Give the total of lines holding the word "Duration" in the records below, and nothing else.

Stored entries:
◆ ◆ ◆ ◆

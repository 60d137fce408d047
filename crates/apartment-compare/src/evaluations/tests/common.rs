use std::collections::HashMap;
use std::sync::{Arc, Mutex};

use axum::response::Response;
use chrono::{DateTime, Duration, TimeZone, Utc};
use serde_json::Value;

use crate::evaluations::domain::{
    ApartmentFigures, EvaluationDraft, EvaluationId, EvaluationRecord, OwnerId, PhysicalRatings,
    RatedAspect,
};
use crate::evaluations::repository::{EvaluationRepository, RepositoryError};
use crate::evaluations::{evaluation_router, EvaluationService};
use crate::scoring::ScoringConfig;

pub(super) fn owner() -> OwnerId {
    OwnerId("owner-lena".to_string())
}

pub(super) fn reference_time() -> DateTime<Utc> {
    Utc.with_ymd_and_hms(2025, 9, 15, 10, 0, 0).unwrap()
}

pub(super) fn draft(area: f64, price: f64, fee: f64, condition: u8) -> EvaluationDraft {
    EvaluationDraft {
        is_draft: false,
        address: Some("Storgatan 12".to_string()),
        figures: ApartmentFigures {
            floor_area: Some(area),
            asking_price: Some(price),
            monthly_fee: Some(fee),
            rooms: Some("2 rok".to_string()),
            debt_per_sqm: Some(5_000.0),
            cashflow_per_sqm: Some(150.0),
            ..ApartmentFigures::default()
        },
        ratings: PhysicalRatings {
            layout: Some(RatedAspect::new(condition)),
            kitchen: Some(RatedAspect::with_comment(condition, "renovated 2019")),
            bathroom: Some(RatedAspect::new(condition)),
            light: Some(RatedAspect::new(condition)),
            ..PhysicalRatings::default()
        },
        notes: None,
    }
}

pub(super) fn stored(id: &str, days_ago: i64, draft: EvaluationDraft) -> EvaluationRecord {
    draft.into_record(
        EvaluationId(id.to_string()),
        owner(),
        reference_time() - Duration::days(days_ago),
    )
}

/// Subject plus three finalized neighbours and one draft.
pub(super) fn seeded_records() -> Vec<EvaluationRecord> {
    let mut in_progress = stored("draft", 1, draft(70.0, 1_000_000.0, 1_000.0, 5));
    in_progress.is_draft = true;

    vec![
        stored("subject", 2, draft(60.0, 2_700_000.0, 3_000.0, 4)),
        stored("cheap", 10, draft(60.0, 2_400_000.0, 3_300.0, 3)),
        stored("mid", 20, draft(60.0, 3_000_000.0, 3_000.0, 3)),
        stored("pricey", 60, draft(60.0, 3_600_000.0, 2_700.0, 4)),
        in_progress,
    ]
}

pub(super) fn build_service() -> (EvaluationService<MemoryRepository>, Arc<MemoryRepository>) {
    let repository = Arc::new(MemoryRepository::default());
    let service = EvaluationService::new(repository.clone(), ScoringConfig::standard());
    (service, repository)
}

pub(super) fn seeded_service() -> (EvaluationService<MemoryRepository>, Arc<MemoryRepository>) {
    let (service, repository) = build_service();
    for record in seeded_records() {
        repository.insert(record).expect("seed insert");
    }
    (service, repository)
}

#[derive(Default, Clone)]
pub(super) struct MemoryRepository {
    pub(super) records: Arc<Mutex<HashMap<EvaluationId, EvaluationRecord>>>,
}

impl EvaluationRepository for MemoryRepository {
    fn insert(&self, record: EvaluationRecord) -> Result<EvaluationRecord, RepositoryError> {
        let mut guard = self.records.lock().expect("repository mutex poisoned");
        if guard.contains_key(&record.id) {
            return Err(RepositoryError::Conflict);
        }
        guard.insert(record.id.clone(), record.clone());
        Ok(record)
    }

    fn update(&self, record: EvaluationRecord) -> Result<(), RepositoryError> {
        let mut guard = self.records.lock().expect("repository mutex poisoned");
        if guard.contains_key(&record.id) {
            guard.insert(record.id.clone(), record);
            Ok(())
        } else {
            Err(RepositoryError::NotFound)
        }
    }

    fn fetch(&self, id: &EvaluationId) -> Result<Option<EvaluationRecord>, RepositoryError> {
        let guard = self.records.lock().expect("repository mutex poisoned");
        Ok(guard.get(id).cloned())
    }

    fn list_by_owner(&self, owner: &OwnerId) -> Result<Vec<EvaluationRecord>, RepositoryError> {
        let guard = self.records.lock().expect("repository mutex poisoned");
        let mut records: Vec<EvaluationRecord> = guard
            .values()
            .filter(|record| &record.owner == owner)
            .cloned()
            .collect();
        records.sort_by(|a, b| a.id.cmp(&b.id));
        Ok(records)
    }
}

pub(super) struct UnavailableRepository;

impl EvaluationRepository for UnavailableRepository {
    fn insert(&self, _record: EvaluationRecord) -> Result<EvaluationRecord, RepositoryError> {
        Err(RepositoryError::Unavailable("backend offline".to_string()))
    }

    fn update(&self, _record: EvaluationRecord) -> Result<(), RepositoryError> {
        Err(RepositoryError::Unavailable("backend offline".to_string()))
    }

    fn fetch(&self, _id: &EvaluationId) -> Result<Option<EvaluationRecord>, RepositoryError> {
        Err(RepositoryError::Unavailable("backend offline".to_string()))
    }

    fn list_by_owner(&self, _owner: &OwnerId) -> Result<Vec<EvaluationRecord>, RepositoryError> {
        Err(RepositoryError::Unavailable("backend offline".to_string()))
    }
}

pub(super) async fn read_json_body(response: Response) -> Value {
    let body = axum::body::to_bytes(response.into_body(), 64 * 1024)
        .await
        .expect("read body");
    serde_json::from_slice(&body).expect("json payload")
}

pub(super) fn router_with_service(service: EvaluationService<MemoryRepository>) -> axum::Router {
    evaluation_router(Arc::new(service))
}
use super::domain::{EvaluationId, EvaluationRecord, OwnerId};

/// Storage abstraction; the hosted backend and in-memory stores both sit
/// behind it.
pub trait EvaluationRepository: Send + Sync {
    fn insert(&self, record: EvaluationRecord) -> Result<EvaluationRecord, RepositoryError>;
    fn update(&self, record: EvaluationRecord) -> Result<(), RepositoryError>;
    fn fetch(&self, id: &EvaluationId) -> Result<Option<EvaluationRecord>, RepositoryError>;
    fn list_by_owner(&self, owner: &OwnerId) -> Result<Vec<EvaluationRecord>, RepositoryError>;
}

/// Error enumeration for repository failures.
#[derive(Debug, thiserror::Error)]
pub enum RepositoryError {
    #[error("record already exists")]
    Conflict,
    #[error("record not found")]
    NotFound,
    #[error("repository unavailable: {0}")]
    Unavailable(String),
}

◆ ◆ ◆ ◆

Written answer
2